What is required |
Which lines in the records below contain the word "push"? Report each of them.

(Saved data entries)
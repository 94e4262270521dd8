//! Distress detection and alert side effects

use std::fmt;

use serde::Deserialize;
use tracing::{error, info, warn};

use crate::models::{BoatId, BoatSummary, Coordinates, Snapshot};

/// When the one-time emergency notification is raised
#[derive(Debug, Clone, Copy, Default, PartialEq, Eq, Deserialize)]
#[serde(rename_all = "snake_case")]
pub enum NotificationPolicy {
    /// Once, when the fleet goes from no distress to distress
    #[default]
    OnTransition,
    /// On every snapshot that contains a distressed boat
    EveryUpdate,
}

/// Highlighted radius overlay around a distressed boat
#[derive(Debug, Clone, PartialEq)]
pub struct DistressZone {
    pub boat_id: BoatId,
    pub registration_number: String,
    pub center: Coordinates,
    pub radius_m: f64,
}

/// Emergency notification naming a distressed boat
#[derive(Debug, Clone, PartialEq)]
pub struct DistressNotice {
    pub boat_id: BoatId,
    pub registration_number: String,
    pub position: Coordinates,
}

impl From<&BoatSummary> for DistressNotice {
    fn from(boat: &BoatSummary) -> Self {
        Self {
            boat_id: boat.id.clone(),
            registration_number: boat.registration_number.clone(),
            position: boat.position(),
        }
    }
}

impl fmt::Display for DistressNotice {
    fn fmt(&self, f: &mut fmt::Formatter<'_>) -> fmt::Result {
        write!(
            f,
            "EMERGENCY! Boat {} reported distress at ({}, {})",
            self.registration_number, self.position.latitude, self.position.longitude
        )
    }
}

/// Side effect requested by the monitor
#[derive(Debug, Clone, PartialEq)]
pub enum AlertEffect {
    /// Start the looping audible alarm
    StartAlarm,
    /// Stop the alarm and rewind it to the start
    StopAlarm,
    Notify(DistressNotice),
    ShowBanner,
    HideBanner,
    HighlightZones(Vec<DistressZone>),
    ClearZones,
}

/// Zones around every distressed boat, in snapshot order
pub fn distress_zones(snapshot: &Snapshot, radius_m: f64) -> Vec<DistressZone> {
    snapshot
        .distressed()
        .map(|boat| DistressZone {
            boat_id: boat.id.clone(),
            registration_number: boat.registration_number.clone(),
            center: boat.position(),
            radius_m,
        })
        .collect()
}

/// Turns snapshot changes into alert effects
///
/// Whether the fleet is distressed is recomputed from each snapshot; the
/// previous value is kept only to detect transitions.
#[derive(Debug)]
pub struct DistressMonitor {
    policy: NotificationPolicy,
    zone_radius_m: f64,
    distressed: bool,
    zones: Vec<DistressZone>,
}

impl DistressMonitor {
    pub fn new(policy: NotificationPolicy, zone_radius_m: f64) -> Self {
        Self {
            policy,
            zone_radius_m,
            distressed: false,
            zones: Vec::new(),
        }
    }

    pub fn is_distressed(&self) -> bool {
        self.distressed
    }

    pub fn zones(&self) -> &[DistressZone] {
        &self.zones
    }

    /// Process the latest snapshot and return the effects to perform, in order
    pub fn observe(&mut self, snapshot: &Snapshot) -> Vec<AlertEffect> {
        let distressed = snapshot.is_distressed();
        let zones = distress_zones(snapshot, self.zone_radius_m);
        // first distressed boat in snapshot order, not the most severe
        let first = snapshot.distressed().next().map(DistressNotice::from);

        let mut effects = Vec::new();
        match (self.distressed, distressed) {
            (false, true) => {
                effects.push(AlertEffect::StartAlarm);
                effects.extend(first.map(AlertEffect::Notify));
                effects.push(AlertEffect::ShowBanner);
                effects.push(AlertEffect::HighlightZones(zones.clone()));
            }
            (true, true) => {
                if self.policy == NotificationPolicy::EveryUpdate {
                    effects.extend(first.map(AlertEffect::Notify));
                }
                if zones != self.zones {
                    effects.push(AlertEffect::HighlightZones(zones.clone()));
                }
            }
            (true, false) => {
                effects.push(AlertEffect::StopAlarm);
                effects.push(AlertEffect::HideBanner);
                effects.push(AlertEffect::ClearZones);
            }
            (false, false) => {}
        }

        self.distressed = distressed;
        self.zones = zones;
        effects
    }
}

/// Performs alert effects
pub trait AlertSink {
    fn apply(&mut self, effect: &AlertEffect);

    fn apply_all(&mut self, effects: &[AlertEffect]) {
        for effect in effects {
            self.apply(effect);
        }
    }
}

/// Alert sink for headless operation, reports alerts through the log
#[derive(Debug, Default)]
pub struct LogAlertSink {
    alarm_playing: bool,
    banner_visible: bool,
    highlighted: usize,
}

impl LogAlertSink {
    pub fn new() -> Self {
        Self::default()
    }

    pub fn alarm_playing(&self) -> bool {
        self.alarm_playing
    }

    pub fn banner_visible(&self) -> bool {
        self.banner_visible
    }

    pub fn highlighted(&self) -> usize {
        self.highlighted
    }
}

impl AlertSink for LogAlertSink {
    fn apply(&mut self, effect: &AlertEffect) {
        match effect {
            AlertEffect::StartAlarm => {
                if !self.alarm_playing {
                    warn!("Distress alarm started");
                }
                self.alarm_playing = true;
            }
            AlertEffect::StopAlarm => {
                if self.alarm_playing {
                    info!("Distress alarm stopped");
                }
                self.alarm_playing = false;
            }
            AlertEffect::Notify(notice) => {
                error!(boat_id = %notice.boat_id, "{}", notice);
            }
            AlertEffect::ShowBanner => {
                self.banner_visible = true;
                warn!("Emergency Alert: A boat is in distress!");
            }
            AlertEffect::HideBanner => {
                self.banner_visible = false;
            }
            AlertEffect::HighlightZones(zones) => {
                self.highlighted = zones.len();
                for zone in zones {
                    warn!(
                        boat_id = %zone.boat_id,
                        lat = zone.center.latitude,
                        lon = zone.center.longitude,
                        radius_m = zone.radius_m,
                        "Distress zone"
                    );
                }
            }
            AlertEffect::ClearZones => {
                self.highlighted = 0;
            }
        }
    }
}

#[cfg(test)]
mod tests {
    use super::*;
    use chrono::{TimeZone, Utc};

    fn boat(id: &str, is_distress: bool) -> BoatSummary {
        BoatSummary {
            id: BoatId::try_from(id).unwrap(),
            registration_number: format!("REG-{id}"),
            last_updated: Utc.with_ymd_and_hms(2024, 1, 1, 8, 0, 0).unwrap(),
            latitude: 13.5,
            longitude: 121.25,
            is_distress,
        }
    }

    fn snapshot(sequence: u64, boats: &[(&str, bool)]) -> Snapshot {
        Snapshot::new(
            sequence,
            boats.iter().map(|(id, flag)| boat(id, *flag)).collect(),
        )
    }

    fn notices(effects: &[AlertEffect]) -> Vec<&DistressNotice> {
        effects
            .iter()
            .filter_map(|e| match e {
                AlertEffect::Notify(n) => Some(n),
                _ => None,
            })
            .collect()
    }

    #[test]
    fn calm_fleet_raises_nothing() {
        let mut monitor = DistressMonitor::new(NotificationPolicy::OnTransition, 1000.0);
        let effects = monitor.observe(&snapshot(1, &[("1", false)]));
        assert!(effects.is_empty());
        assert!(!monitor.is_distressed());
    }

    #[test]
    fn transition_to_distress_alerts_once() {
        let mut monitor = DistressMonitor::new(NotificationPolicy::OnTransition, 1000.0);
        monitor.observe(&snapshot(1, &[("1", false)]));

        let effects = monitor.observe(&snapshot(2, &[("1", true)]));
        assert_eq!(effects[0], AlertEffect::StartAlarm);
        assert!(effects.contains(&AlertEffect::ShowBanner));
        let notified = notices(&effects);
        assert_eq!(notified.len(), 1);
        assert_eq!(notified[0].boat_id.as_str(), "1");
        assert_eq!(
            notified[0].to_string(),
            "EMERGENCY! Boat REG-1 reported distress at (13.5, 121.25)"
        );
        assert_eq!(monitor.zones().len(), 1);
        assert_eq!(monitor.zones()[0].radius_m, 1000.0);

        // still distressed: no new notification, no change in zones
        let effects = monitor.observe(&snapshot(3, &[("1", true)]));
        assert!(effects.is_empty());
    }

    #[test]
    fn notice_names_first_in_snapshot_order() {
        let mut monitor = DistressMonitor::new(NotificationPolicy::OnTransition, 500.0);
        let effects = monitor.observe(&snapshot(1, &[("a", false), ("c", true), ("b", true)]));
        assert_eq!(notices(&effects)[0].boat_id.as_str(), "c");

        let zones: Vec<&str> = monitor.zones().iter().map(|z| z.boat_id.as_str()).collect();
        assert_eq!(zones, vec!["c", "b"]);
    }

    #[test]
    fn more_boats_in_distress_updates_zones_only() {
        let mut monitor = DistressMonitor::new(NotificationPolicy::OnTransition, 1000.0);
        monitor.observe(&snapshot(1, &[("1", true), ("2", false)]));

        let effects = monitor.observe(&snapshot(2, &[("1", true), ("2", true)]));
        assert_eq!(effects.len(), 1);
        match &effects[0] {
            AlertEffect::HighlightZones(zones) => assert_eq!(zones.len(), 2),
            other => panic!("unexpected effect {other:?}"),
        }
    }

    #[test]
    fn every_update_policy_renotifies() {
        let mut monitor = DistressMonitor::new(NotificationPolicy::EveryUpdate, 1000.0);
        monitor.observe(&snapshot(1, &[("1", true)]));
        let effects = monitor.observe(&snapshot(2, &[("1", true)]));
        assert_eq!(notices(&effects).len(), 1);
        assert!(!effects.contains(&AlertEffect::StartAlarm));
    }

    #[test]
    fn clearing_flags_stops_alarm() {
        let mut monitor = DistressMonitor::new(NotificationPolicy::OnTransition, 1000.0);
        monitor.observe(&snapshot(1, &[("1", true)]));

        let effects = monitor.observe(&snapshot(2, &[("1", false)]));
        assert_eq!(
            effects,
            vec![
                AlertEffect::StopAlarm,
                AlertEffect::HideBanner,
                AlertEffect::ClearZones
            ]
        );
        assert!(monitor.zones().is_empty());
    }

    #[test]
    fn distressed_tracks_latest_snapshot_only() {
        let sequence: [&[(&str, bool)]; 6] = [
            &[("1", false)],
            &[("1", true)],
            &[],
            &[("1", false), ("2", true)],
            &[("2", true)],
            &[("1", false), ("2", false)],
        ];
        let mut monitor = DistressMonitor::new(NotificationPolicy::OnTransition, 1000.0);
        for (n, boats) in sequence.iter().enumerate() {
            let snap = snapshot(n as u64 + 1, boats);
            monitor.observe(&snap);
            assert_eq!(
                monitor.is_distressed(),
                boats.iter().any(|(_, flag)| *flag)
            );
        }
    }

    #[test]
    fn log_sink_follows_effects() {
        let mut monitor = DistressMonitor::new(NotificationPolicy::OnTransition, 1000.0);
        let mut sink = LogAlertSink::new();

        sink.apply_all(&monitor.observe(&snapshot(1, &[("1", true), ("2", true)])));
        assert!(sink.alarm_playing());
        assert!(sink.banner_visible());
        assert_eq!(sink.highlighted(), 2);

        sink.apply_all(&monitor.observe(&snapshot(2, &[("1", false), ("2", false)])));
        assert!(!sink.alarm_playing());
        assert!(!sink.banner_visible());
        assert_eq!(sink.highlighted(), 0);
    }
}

Response area |
                effects.push(AlertEffect::StartAlarm);
                effects.push(AlertEffect::ShowBanner);
                effects.push(AlertEffect::HighlightZones(zones.clone()));
                    effects.push(AlertEffect::HighlightZones(zones.clone()));
                effects.push(AlertEffect::StopAlarm);
                effects.push(AlertEffect::HideBanner);
                effects.push(AlertEffect::ClearZones);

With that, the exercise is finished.